EXERCISE REQUIREMENTS
An exact transcription of all the entries below is required.

Stored items:
══════

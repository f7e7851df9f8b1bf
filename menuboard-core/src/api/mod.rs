//! Remote API access: HTTP client, per-resource controllers, exports and
//! the persisted bearer token.

mod client;
mod error;
mod export;
mod payload;
mod resource;
mod session;

pub use client::ApiClient;
pub use error::ApiError;
pub use export::ExportKind;
pub use payload::{FormData, IntoPayload, Payload};
pub use resource::{Categories, MenuItems, Resource, ResourceApi, Restaurants};
pub use session::{
    SessionError, SessionStore, StaticToken, TokenSource, LEGACY_TOKEN_KEY, TOKEN_KEY,
};
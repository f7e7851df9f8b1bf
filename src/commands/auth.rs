//! Session token commands.
//!
//! The token is issued by the menu API's web login; these commands only
//! store, remove and inspect it.

use clap::{Args, Subcommand};
use std::io::{self, Write};

use menuboard_core::{SessionError, SessionStore};

use crate::config::Config;

#[derive(Args)]
pub struct AuthCommand {
    #[command(subcommand)]
    command: AuthSubcommand,
}

#[derive(Subcommand)]
enum AuthSubcommand {
    /// Store an access token (prompts when --token is omitted)
    Login {
        /// Access token issued by the API
        #[arg(long)]
        token: Option<String>,
    },
    /// Remove the stored token
    Logout,
    /// Show authentication status
    Status,
}

impl AuthCommand {
    pub fn run(&self, session: &SessionStore, config: &Config) -> Result<(), AuthError> {
        match &self.command {
            AuthSubcommand::Login { token } => login(session, token.as_deref()),
            AuthSubcommand::Logout => logout(session),
            AuthSubcommand::Status => status(session, config),
        }
    }
}

#[derive(Debug)]
pub enum AuthError {
    IoError(io::Error),
    Session(SessionError),
    EmptyToken,
}

impl std::fmt::Display for AuthError {
    fn fmt(&self, f: &mut std::fmt::Formatter<'_>) -> std::fmt::Result {
        match self {
            AuthError::IoError(e) => write!(f, "I/O error: {}", e),
            AuthError::Session(e) => write!(f, "Session error: {}", e),
            AuthError::EmptyToken => write!(f, "Token cannot be empty"),
        }
    }
}

impl std::error::Error for AuthError {}

impl From<io::Error> for AuthError {
    fn from(e: io::Error) -> Self {
        AuthError::IoError(e)
    }
}

impl From<SessionError> for AuthError {
    fn from(e: SessionError) -> Self {
        AuthError::Session(e)
    }
}

fn login(session: &SessionStore, token: Option<&str>) -> Result<(), AuthError> {
    let token = match token {
        Some(token) => token.trim().to_string(),
        None => {
            print!("Enter your access token: ");
            io::stdout().flush()?;
            let mut input = String::new();
            io::stdin().read_line(&mut input)?;
            input.trim().to_string()
        }
    };

    if token.is_empty() {
        return Err(AuthError::EmptyToken);
    }

    session.save_token(&token)?;
    tracing::info!("Saved session token to {}", session.path().display());
    println!("Logged in (token: {})", mask(&token));
    Ok(())
}

fn logout(session: &SessionStore) -> Result<(), AuthError> {
    if session.clear()? {
        println!("Logged out.");
    } else {
        println!("Already logged out.");
    }
    Ok(())
}

fn status(session: &SessionStore, config: &Config) -> Result<(), AuthError> {
    println!("API: {}", config.api_url.value);
    println!("Session file: {}", session.path().display());
    match session.read_token()? {
        Some(token) => println!("Logged in (token: {})", mask(&token)),
        None => println!("Not logged in. Run 'menuboard auth login' to authenticate."),
    }
    Ok(())
}

/// Shows the first and last four characters of long tokens only.
fn mask(token: &str) -> String {
    let chars: Vec<char> = token.chars().collect();
    if chars.len() > 8 {
        let head: String = chars[..4].iter().collect();
        let tail: String = chars[chars.len() - 4..].iter().collect();
        format!("{}...{}", head, tail)
    } else {
        "****".to_string()
    }
}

══════

RESPONSE TO THE EXERCISE
repository f7e7851df9f8b1bf
filename menuboard-core/src/api/mod.rs
//! Remote API access: HTTP client, per-resource controllers, exports and
//! the persisted bearer token.

mod client;
mod error;
mod export;
mod payload;
mod resource;
mod session;

pub use client::ApiClient;
pub use error::ApiError;
pub use export::ExportKind;
pub use payload::{FormData, IntoPayload, Payload};
pub use resource::{Categories, MenuItems, Resource, ResourceApi, Restaurants};
pub use session::{
    SessionError, SessionStore, StaticToken, TokenSource, LEGACY_TOKEN_KEY, TOKEN_KEY,
};
repository f7e7851df9f8b1bf
filename src/commands/auth.rs
//! Session token commands.
//!
//! The token is issued by the menu API's web login; these commands only
//! store, remove and inspect it.

use clap::{Args, Subcommand};
use std::io::{self, Write};

use menuboard_core::{SessionError, SessionStore};

use crate::config::Config;

#[derive(Args)]
pub struct AuthCommand {
    #[command(subcommand)]
    command: AuthSubcommand,
}

#[derive(Subcommand)]
enum AuthSubcommand {
    /// Store an access token (prompts when --token is omitted)
    Login {
        /// Access token issued by the API
        #[arg(long)]
        token: Option<String>,
    },
    /// Remove the stored token
    Logout,
    /// Show authentication status
    Status,
}

impl AuthCommand {
    pub fn run(&self, session: &SessionStore, config: &Config) -> Result<(), AuthError> {
        match &self.command {
            AuthSubcommand::Login { token } => login(session, token.as_deref()),
            AuthSubcommand::Logout => logout(session),
            AuthSubcommand::Status => status(session, config),
        }
    }
}

#[derive(Debug)]
pub enum AuthError {
    IoError(io::Error),
    Session(SessionError),
    EmptyToken,
}

impl std::fmt::Display for AuthError {
    fn fmt(&self, f: &mut std::fmt::Formatter<'_>) -> std::fmt::Result {
        match self {
            AuthError::IoError(e) => write!(f, "I/O error: {}", e),
            AuthError::Session(e) => write!(f, "Session error: {}", e),
            AuthError::EmptyToken => write!(f, "Token cannot be empty"),
        }
    }
}

impl std::error::Error for AuthError {}

impl From<io::Error> for AuthError {
    fn from(e: io::Error) -> Self {
        AuthError::IoError(e)
    }
}

impl From<SessionError> for AuthError {
    fn from(e: SessionError) -> Self {
        AuthError::Session(e)
    }
}

fn login(session: &SessionStore, token: Option<&str>) -> Result<(), AuthError> {
    let token = match token {
        Some(token) => token.trim().to_string(),
        None => {
            print!("Enter your access token: ");
            io::stdout().flush()?;
            let mut input = String::new();
            io::stdin().read_line(&mut input)?;
            input.trim().to_string()
        }
    };

    if token.is_empty() {
        return Err(AuthError::EmptyToken);
    }

    session.save_token(&token)?;
    tracing::info!("Saved session token to {}", session.path().display());
    println!("Logged in (token: {})", mask(&token));
    Ok(())
}

fn logout(session: &SessionStore) -> Result<(), AuthError> {
    if session.clear()? {
        println!("Logged out.");
    } else {
        println!("Already logged out.");
    }
    Ok(())
}

fn status(session: &SessionStore, config: &Config) -> Result<(), AuthError> {
    println!("API: {}", config.api_url.value);
    println!("Session file: {}", session.path().display());
    match session.read_token()? {
        Some(token) => println!("Logged in (token: {})", mask(&token)),
        None => println!("Not logged in. Run 'menuboard auth login' to authenticate."),
    }
    Ok(())
}

/// Shows the first and last four characters of long tokens only.
fn mask(token: &str) -> String {
    let chars: Vec<char> = token.chars().collect();
    if chars.len() > 8 {
        let head: String = chars[..4].iter().collect();
        let tail: String = chars[chars.len() - 4..].iter().collect();
        format!("{}...{}", head, tail)
    } else {
        "****".to_string()
    }
}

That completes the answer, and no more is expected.